A study by the Institute de Veille Sanitaire in France, released on Thursday, found that for the years 1989 through 2005, the sperm count in one millilitre of an average 35-year-old Frenchman dropped to 50 million from 74 million.

The 32 per cent decline in sperm count is attributed to various factors, including the wearing of tight underwear.

Joelle Le Moal, who led the research, based the team's findings on 26,000 semen samples from French males within the 16-year period. These samples were from men with infertile female partners, which reduces the risk that fertility problem is on the male side. It is also probably the largest studied sample size in the world.

The study, published in the Human Reproduction journal in Europe, also pointed to environmental pollution and lifestyle as other factors behind the declining male fertility among Frenchmen.

The 50 million average is slightly below the 55 million sperm per milliliter considered the threshold of sperm concentration likely to have influence on the time it takes for a woman to conceive. At 15 million, it is considered a threshold of infertility, according to World Health Organisation benchmark.

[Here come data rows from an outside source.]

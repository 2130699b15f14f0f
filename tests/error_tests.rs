use axum::{
    http::StatusCode,
    response::IntoResponse,
};
use http_body_util::BodyExt;
use sea_orm::DbErr;
use serde_json::Value;
use startuplens::error::AppError;

// Test for AppError Display implementation
#[test]
fn test_app_error_display() {
    let error1 = AppError::Validation("missing required fields: name".to_string());
    assert_eq!(error1.to_string(), "Invalid request: missing required fields: name");

    let error2 = AppError::NotFound("startup 42".to_string());
    assert_eq!(error2.to_string(), "Not found: startup 42");

    let error3 = AppError::ConfirmationMismatch("names differ".to_string());
    assert_eq!(error3.to_string(), "Confirmation mismatch: names differ");

    let error4 = AppError::Connection("refused".to_string());
    assert_eq!(error4.to_string(), "Store unavailable: refused");
}

// Test for AppError IntoResponse implementation
#[tokio::test]
async fn test_app_error_into_response() {
    let cases = [
        (AppError::Validation("bad".to_string()), StatusCode::BAD_REQUEST, "Invalid request: bad"),
        (AppError::NotFound("x".to_string()), StatusCode::NOT_FOUND, "Not found: x"),
        (
            AppError::ConfirmationMismatch("x".to_string()),
            StatusCode::CONFLICT,
            "Confirmation mismatch: x",
        ),
        (
            AppError::Connection("down".to_string()),
            StatusCode::SERVICE_UNAVAILABLE,
            "Store unavailable: down",
        ),
        (
            AppError::Internal("boom".to_string()),
            StatusCode::INTERNAL_SERVER_ERROR,
            "Internal Server Error: boom",
        ),
    ];

    for (error, expected_status, expected_message) in cases {
        let response = error.into_response();
        assert_eq!(response.status(), expected_status);

        let body_bytes = response.into_body().collect().await.unwrap().to_bytes();
        let body: Value = serde_json::from_slice(&body_bytes).unwrap();
        assert_eq!(body["error"], expected_message);
    }
}

#[test]
fn test_db_errors_are_classified() {
    let err: AppError = DbErr::RecordNotFound("startup".to_string()).into();
    assert!(matches!(err, AppError::NotFound(_)));

    let err: AppError = DbErr::RecordNotUpdated.into();
    assert!(matches!(err, AppError::NotFound(_)));

    let err: AppError = DbErr::Custom("constraint".to_string()).into();
    assert!(matches!(err, AppError::Internal(_)));
}

#[tokio::test]
async fn test_unreachable_store_is_a_connection_error() {
    let options = sea_orm::ConnectOptions::new("sqlite:///nonexistent-dir/for-sure/startups.sqlite");
    let err = startuplens::store::StartupStore::connect(options)
        .await
        .unwrap_err();
    assert!(matches!(err, AppError::Connection(_)), "{err:?}");
}
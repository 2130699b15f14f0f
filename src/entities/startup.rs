use sea_orm::entity::prelude::*;
use serde::{Deserialize, Serialize};
use utoipa::ToSchema;

#[derive(Clone, Debug, PartialEq, Eq, DeriveEntityModel)]
#[sea_orm(table_name = "startups")]
pub struct Model {
    #[sea_orm(primary_key, auto_increment = false)]
    pub id: Uuid,                          // v7: time-ordered, never reused
    pub name: String,
    pub name_folded: String,               // lower-cased name, the search key
    pub industry: String,                  // stored lower-cased
    pub country: String,                   // stored upper-cased
    pub founded_year: i32,
    pub status: Status,
    #[sea_orm(column_type = "JsonBinary")]
    pub founders: Json,                    // JSON array of names
    pub created_at: DateTimeUtc,
}

#[derive(Copy, Clone, Debug, EnumIter, DeriveRelation)]
pub enum Relation {
    #[sea_orm(has_many = "super::funding_round::Entity")]
    FundingRound,
}

impl Related<super::funding_round::Entity> for Entity {
    fn to() -> RelationDef {
        Relation::FundingRound.def()
    }
}

impl ActiveModelBehavior for ActiveModel {}

/// Lifecycle stage of a startup. Any value may change to any other.
#[derive(
    Clone, Copy, Debug, PartialEq, Eq, Hash, EnumIter, DeriveActiveEnum, Serialize, Deserialize, ToSchema,
)]
#[sea_orm(rs_type = "String", db_type = "String(StringLen::N(16))")]
pub enum Status {
    #[sea_orm(string_value = "Seed")]
    #[serde(rename = "Seed")]
    Seed,
    #[sea_orm(string_value = "Series A")]
    #[serde(rename = "Series A")]
    SeriesA,
    #[sea_orm(string_value = "Series B")]
    #[serde(rename = "Series B")]
    SeriesB,
    #[sea_orm(string_value = "Series C+")]
    #[serde(rename = "Series C+")]
    SeriesCPlus,
    #[sea_orm(string_value = "Active")]
    #[serde(rename = "Active")]
    Active,
    #[sea_orm(string_value = "Acquired")]
    #[serde(rename = "Acquired")]
    Acquired,
    #[sea_orm(string_value = "Inactive")]
    #[serde(rename = "Inactive")]
    Inactive,
    #[sea_orm(string_value = "Closed")]
    #[serde(rename = "Closed")]
    Closed,
}

impl Status {
    pub fn label(&self) -> &'static str {
        match self {
            Status::Seed => "Seed",
            Status::SeriesA => "Series A",
            Status::SeriesB => "Series B",
            Status::SeriesCPlus => "Series C+",
            Status::Active => "Active",
            Status::Acquired => "Acquired",
            Status::Inactive => "Inactive",
            Status::Closed => "Closed",
        }
    }
}

impl std::fmt::Display for Status {
    fn fmt(&self, f: &mut std::fmt::Formatter<'_>) -> std::fmt::Result {
        f.write_str(self.label())
    }
}
use axum::extract::FromRequest;

use crate::error::AppError;

pub mod reports;
pub mod startups;

/// `Json` whose rejections (bad syntax, missing fields, unknown enum values)
/// come back as the usual `{"error"}` body.
#[derive(FromRequest)]
#[from_request(via(axum::Json), rejection(AppError))]
pub struct JsonBody<T>(pub T);
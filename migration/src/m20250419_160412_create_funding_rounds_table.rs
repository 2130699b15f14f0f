use sea_orm_migration::prelude::*;

use crate::m20250419_154927_create_startups_table::Startups;

#[derive(DeriveMigrationName)]
pub struct Migration;

#[async_trait::async_trait]
impl MigrationTrait for Migration {
    async fn up(&self, manager: &SchemaManager) -> Result<(), DbErr> {
        manager
            .create_table(
                Table::create()
                    .table(FundingRounds::Table)
                    .if_not_exists()
                    .col(ColumnDef::new(FundingRounds::Id).uuid().not_null().primary_key())
                    .col(ColumnDef::new(FundingRounds::StartupId).uuid().not_null())
                    .col(ColumnDef::new(FundingRounds::Position).integer().not_null())
                    .col(ColumnDef::new(FundingRounds::RoundType).string().not_null())
                    .col(ColumnDef::new(FundingRounds::Amount).double().not_null())
                    .col(ColumnDef::new(FundingRounds::Date).date().not_null())
                    .col(ColumnDef::new(FundingRounds::Valuation).double().null())
                    .col(ColumnDef::new(FundingRounds::Investors).json_binary().not_null())
                    .foreign_key(
                        ForeignKey::create()
                            .name("fk_funding_rounds_startup")
                            .from(FundingRounds::Table, FundingRounds::StartupId)
                            .to(Startups::Table, Startups::Id)
                            .on_delete(ForeignKeyAction::Cascade),
                    )
                    .to_owned(),
            )
            .await?;

        // One round per slot; appends serialize on the parent row.
        manager
            .create_index(
                Index::create()
                    .name("idx_funding_rounds_startup_position")
                    .unique()
                    .table(FundingRounds::Table)
                    .col(FundingRounds::StartupId)
                    .col(FundingRounds::Position)
                    .to_owned(),
            )
            .await
    }

    async fn down(&self, manager: &SchemaManager) -> Result<(), DbErr> {
        manager
            .drop_table(Table::drop().table(FundingRounds::Table).to_owned())
            .await
    }
}

#[derive(DeriveIden)]
enum FundingRounds {
    Table,
    Id,
    StartupId,
    Position,
    RoundType,
    Amount,
    Date,
    Valuation,
    Investors,
}
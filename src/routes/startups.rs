use axum::{
    extract::{Path, Query, State},
    http::StatusCode,
    response::IntoResponse,
    Json,
};
use serde::{Deserialize, Serialize};
use utoipa::{IntoParams, ToSchema};
use uuid::Uuid;

use crate::error::AppError;
use crate::models::{DeleteStartup, NewStartup, StartupRecord, UpdateStartup};
use crate::mutations;
use crate::query::StartupFilter;
use crate::routes::JsonBody;
use crate::AppState;

/// Hard cap on `limit`, whatever the caller asks for.
pub const MAX_SEARCH_LIMIT: u64 = 500;

#[derive(Debug, Deserialize, IntoParams)]
#[into_params(parameter_in = Query)]
pub struct SearchQuery {
    /// Case-insensitive substring of the startup name
    #[serde(default)]
    name: Option<String>,
    /// Exact industry; "All" or empty for any
    #[serde(default)]
    industry: Option<String>,
    /// Exact country code; "All" or empty for any
    #[serde(default)]
    country: Option<String>,
    /// Optional: maximum number of results. Defaults to the configured search limit.
    #[serde(default)]
    #[param(required = false)]
    limit: Option<u64>,
}

#[derive(Debug, Serialize, Deserialize, ToSchema)]
pub struct SearchResponse {
    /// Number of startups returned
    pub count: usize,
    pub startups: Vec<StartupRecord>,
}

#[derive(Debug, Serialize, Deserialize, ToSchema)]
pub struct MutationResponse {
    pub success: bool,
    pub message: String,
    /// Identifier of the created startup (insert only)
    #[serde(skip_serializing_if = "Option::is_none")]
    pub id: Option<Uuid>,
}

#[derive(Debug, Serialize, Deserialize, ToSchema)]
pub struct OptionsResponse {
    /// Distinct values present in the store, sorted
    pub values: Vec<String>,
}

/// Search startups by name, industry and country
#[utoipa::path(
    get,
    path = "/startups",
    params(SearchQuery),
    responses(
        (status = 200, description = "Matching startups in insertion order", body = SearchResponse),
        (status = 503, description = "Store unavailable")
    )
)]
#[tracing::instrument(skip(state))]
pub async fn search_startups(
    State(state): State<AppState>,
    Query(query): Query<SearchQuery>,
) -> Result<Json<SearchResponse>, AppError> {
    let limit = query
        .limit
        .unwrap_or(state.search_limit)
        .clamp(1, MAX_SEARCH_LIMIT);
    let filter = StartupFilter {
        name: query.name,
        industry: query.industry,
        country: query.country,
    };

    let startups = state.store.find_limited(&filter, Some(limit)).await?;
    tracing::info!("Found {} startups", startups.len());

    Ok(Json(SearchResponse {
        count: startups.len(),
        startups,
    }))
}

/// Fetch one startup
#[utoipa::path(
    get,
    path = "/startups/{id}",
    params(("id" = Uuid, Path, description = "Startup identifier")),
    responses(
        (status = 200, description = "The startup", body = StartupRecord),
        (status = 404, description = "No startup with this identifier")
    )
)]
#[tracing::instrument(skip(state))]
pub async fn get_startup(
    State(state): State<AppState>,
    Path(id): Path<Uuid>,
) -> Result<Json<StartupRecord>, AppError> {
    state
        .store
        .get(id)
        .await?
        .map(Json)
        .ok_or_else(|| AppError::NotFound(format!("startup {id}")))
}

/// Add a startup
#[utoipa::path(
    post,
    path = "/startups",
    request_body = NewStartup,
    responses(
        (status = 201, description = "Startup added", body = MutationResponse),
        (status = 400, description = "Missing, malformed or out-of-range fields"),
        (status = 503, description = "Store unavailable")
    )
)]
#[tracing::instrument(skip(state, input))]
pub async fn create_startup(
    State(state): State<AppState>,
    JsonBody(input): JsonBody<NewStartup>,
) -> Result<impl IntoResponse, AppError> {
    let name = input.name.trim().to_string();
    let id = mutations::create_startup(&state.store, input).await?;

    Ok((
        StatusCode::CREATED,
        Json(MutationResponse {
            success: true,
            message: format!("Successfully added startup: {name}"),
            id: Some(id),
        }),
    ))
}

/// Update a startup's status and/or append a funding round
#[utoipa::path(
    patch,
    path = "/startups/{id}",
    params(("id" = Uuid, Path, description = "Startup identifier")),
    request_body = UpdateStartup,
    responses(
        (status = 200, description = "Startup updated", body = MutationResponse),
        (status = 400, description = "Nothing to update or invalid round"),
        (status = 404, description = "No startup with this identifier")
    )
)]
#[tracing::instrument(skip(state, input))]
pub async fn update_startup(
    State(state): State<AppState>,
    Path(id): Path<Uuid>,
    JsonBody(input): JsonBody<UpdateStartup>,
) -> Result<Json<MutationResponse>, AppError> {
    let applied = mutations::update_startup(&state.store, id, input).await?;

    let mut changes = Vec::new();
    if let Some(status) = applied.status {
        changes.push(format!("Status updated to: {status}"));
    }
    if let Some(round) = applied.append_round {
        changes.push(format!("Added {} round of ${:.0}", round.round_type, round.amount));
    }

    Ok(Json(MutationResponse {
        success: true,
        message: changes.join("; "),
        id: None,
    }))
}

/// Delete a startup after confirming its name
#[utoipa::path(
    delete,
    path = "/startups/{id}",
    params(("id" = Uuid, Path, description = "Startup identifier")),
    request_body = DeleteStartup,
    responses(
        (status = 200, description = "Startup deleted", body = MutationResponse),
        (status = 404, description = "No startup with this identifier"),
        (status = 409, description = "Confirmation name does not match")
    )
)]
#[tracing::instrument(skip(state, input))]
pub async fn delete_startup(
    State(state): State<AppState>,
    Path(id): Path<Uuid>,
    JsonBody(input): JsonBody<DeleteStartup>,
) -> Result<Json<MutationResponse>, AppError> {
    let name = mutations::delete_startup(&state.store, id, &input.confirm_name).await?;

    Ok(Json(MutationResponse {
        success: true,
        message: format!("Successfully deleted: {name}"),
        id: None,
    }))
}

/// Industries available for filtering
#[utoipa::path(
    get,
    path = "/options/industries",
    responses((status = 200, description = "Distinct industries", body = OptionsResponse))
)]
pub async fn list_industries(
    State(state): State<AppState>,
) -> Result<Json<OptionsResponse>, AppError> {
    let values = state.store.distinct_industries().await?;
    Ok(Json(OptionsResponse { values }))
}

/// Countries available for filtering
#[utoipa::path(
    get,
    path = "/options/countries",
    responses((status = 200, description = "Distinct country codes", body = OptionsResponse))
)]
pub async fn list_countries(
    State(state): State<AppState>,
) -> Result<Json<OptionsResponse>, AppError> {
    let values = state.store.distinct_countries().await?;
    Ok(Json(OptionsResponse { values }))
}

While the 50 million is still within the normal range, if the decline continues, French males are in danger of moving down to the infertile range, pointed out Grace Centola, president of the Society for Male Reproduction and Urology in Birmingham, Alabama.

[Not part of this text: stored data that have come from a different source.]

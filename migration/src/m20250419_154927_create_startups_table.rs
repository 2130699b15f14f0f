use sea_orm_migration::prelude::*;

#[derive(DeriveMigrationName)]
pub struct Migration;

#[async_trait::async_trait]
impl MigrationTrait for Migration {
    async fn up(&self, manager: &SchemaManager) -> Result<(), DbErr> {
        manager
            .create_table(
                Table::create()
                    .table(Startups::Table)
                    .if_not_exists()
                    .col(ColumnDef::new(Startups::Id).uuid().not_null().primary_key())
                    .col(ColumnDef::new(Startups::Name).string().not_null())
                    .col(ColumnDef::new(Startups::NameFolded).string().not_null())
                    .col(ColumnDef::new(Startups::Industry).string().not_null())
                    .col(ColumnDef::new(Startups::Country).string().not_null())
                    .col(ColumnDef::new(Startups::FoundedYear).integer().not_null())
                    .col(ColumnDef::new(Startups::Status).string_len(16).not_null())
                    .col(ColumnDef::new(Startups::Founders).json_binary().not_null())
                    .col(
                        ColumnDef::new(Startups::CreatedAt)
                            .timestamp_with_time_zone()
                            .not_null()
                            .default(Expr::current_timestamp()),
                    )
                    .to_owned(),
            )
            .await?;

        // Search filters and the distinct option lists hit these two columns.
        manager
            .create_index(
                Index::create()
                    .name("idx_startups_industry")
                    .table(Startups::Table)
                    .col(Startups::Industry)
                    .to_owned(),
            )
            .await?;

        manager
            .create_index(
                Index::create()
                    .name("idx_startups_country")
                    .table(Startups::Table)
                    .col(Startups::Country)
                    .to_owned(),
            )
            .await
    }

    async fn down(&self, manager: &SchemaManager) -> Result<(), DbErr> {
        manager
            .drop_table(Table::drop().table(Startups::Table).to_owned())
            .await
    }
}

#[derive(DeriveIden)]
pub(crate) enum Startups {
    Table,
    Id,
    Name,
    NameFolded,
    Industry,
    Country,
    FoundedYear,
    Status,
    Founders,
    CreatedAt,
}
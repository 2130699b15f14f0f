use std::sync::Arc;
use std::time::Duration;

use axum::{
    extract::State,
    http::StatusCode,
    response::IntoResponse,
    routing::get,
    Router,
};
use tower_governor::{
    governor::GovernorConfigBuilder,
    key_extractor::SmartIpKeyExtractor,
    GovernorLayer,
};
use tower_http::cors::{Any, CorsLayer};
use tower_http::trace::TraceLayer;
use utoipa::OpenApi;
use utoipa_swagger_ui::SwaggerUi;

pub mod config;
pub mod entities;
pub mod error;
pub mod models;
pub mod mutations;
pub mod query;
pub mod reports;
pub mod routes;
pub mod store;

use error::AppError;
use routes::{reports as report_routes, startups as startup_routes};
use store::StartupStore;

/// Shared by every handler; cloning is cheap.
#[derive(Clone, Debug)]
pub struct AppState {
    pub store: StartupStore,
    /// Search results returned when the caller gives no `limit`.
    pub search_limit: u64,
}

impl AppState {
    pub fn new(store: StartupStore, search_limit: u64) -> Self {
        Self { store, search_limit }
    }
}

/// Health check endpoint, reports whether the store answers.
#[utoipa::path(
    get,
    path = "/health",
    responses(
        (status = 200, description = "Service is healthy", body = String),
        (status = 503, description = "Store unreachable", body = String)
    )
)]
async fn health_check(State(state): State<AppState>) -> impl IntoResponse {
    match state.store.ping().await {
        Ok(()) => (StatusCode::OK, "Service is healthy"),
        Err(e) => {
            tracing::warn!("health check failed: {}", e);
            (StatusCode::SERVICE_UNAVAILABLE, "Store unreachable")
        }
    }
}

#[derive(OpenApi)]
#[openapi(
    info(
        title = "StartupLens API",
        version = "0.1.0",
        description = "Search, edit and chart startup funding records"
    ),
    paths(
        health_check,
        startup_routes::search_startups,
        startup_routes::get_startup,
        startup_routes::create_startup,
        startup_routes::update_startup,
        startup_routes::delete_startup,
        startup_routes::list_industries,
        startup_routes::list_countries,
        report_routes::summary,
        report_routes::funding_by_industry,
        report_routes::funding_by_year,
        report_routes::funding_by_country,
        report_routes::rounds_by_type
    ),
    components(schemas(
        models::StartupRecord,
        models::FundingRound,
        models::NewStartup,
        models::NewFundingRound,
        models::UpdateStartup,
        models::DeleteStartup,
        models::ReportRow,
        models::Summary,
        entities::Status,
        startup_routes::SearchResponse,
        startup_routes::MutationResponse,
        startup_routes::OptionsResponse,
        report_routes::ReportResponse
    ))
)]
struct ApiDoc;

fn api_routes(state: AppState) -> Router {
    Router::new()
        .route("/health", get(health_check))
        .route(
            "/startups",
            get(startup_routes::search_startups).post(startup_routes::create_startup),
        )
        .route(
            "/startups/{id}",
            get(startup_routes::get_startup)
                .patch(startup_routes::update_startup)
                .delete(startup_routes::delete_startup),
        )
        .route("/options/industries", get(startup_routes::list_industries))
        .route("/options/countries", get(startup_routes::list_countries))
        .route("/reports/summary", get(report_routes::summary))
        .route("/reports/funding-by-industry", get(report_routes::funding_by_industry))
        .route("/reports/funding-by-year", get(report_routes::funding_by_year))
        .route("/reports/funding-by-country", get(report_routes::funding_by_country))
        .route("/reports/rounds-by-type", get(report_routes::rounds_by_type))
        .with_state(state)
}

fn finish(api_routes: Router) -> Router {
    let docs_router = SwaggerUi::new("/docs").url("/api-doc/openapi.json", ApiDoc::openapi());

    Router::new()
        .merge(api_routes)
        .merge(docs_router)
        .layer(TraceLayer::new_for_http())
        .layer(
            CorsLayer::new()
                .allow_origin(Any)
                .allow_methods(Any)
                .allow_headers(Any),
        )
}

/// Create the application with all routes and middleware, without rate limiting.
pub fn create_app(state: AppState) -> Router {
    finish(api_routes(state))
}

/// Same as [`create_app`], with per-IP rate limiting on the API routes (not the docs).
///
/// The server must be started with connect info so the client IP can be extracted.
pub fn create_rate_limited_app(state: AppState, per_minute: u32) -> Result<Router, AppError> {
    if per_minute == 0 {
        return Ok(create_app(state));
    }

    let governor_conf = Arc::new(
        GovernorConfigBuilder::default()
            .key_extractor(SmartIpKeyExtractor)
            .period(Duration::from_secs(60) / per_minute)
            .burst_size(per_minute.min(20))
            .finish()
            .ok_or_else(|| AppError::Internal("invalid rate limit configuration".to_string()))?,
    );

    let limited = api_routes(state).layer(GovernorLayer {
        config: governor_conf,
    });
    Ok(finish(limited))
}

The study said the phenomenon is not unique to France but also is happening to men in Israel, India, New Zealand and Tunisia, Ms Le Moal said, citing other recent researches.

Ms Centola said similar results were discovered in a study involving young sperm donors in Boston.

Besides the decline in sperm count, the same French study discovered an increase in number of abnormally shaped sperm, which is also a factor in fertility.

The study will likely revive the old debate among the preferred underwear of males - the brief or the boxer.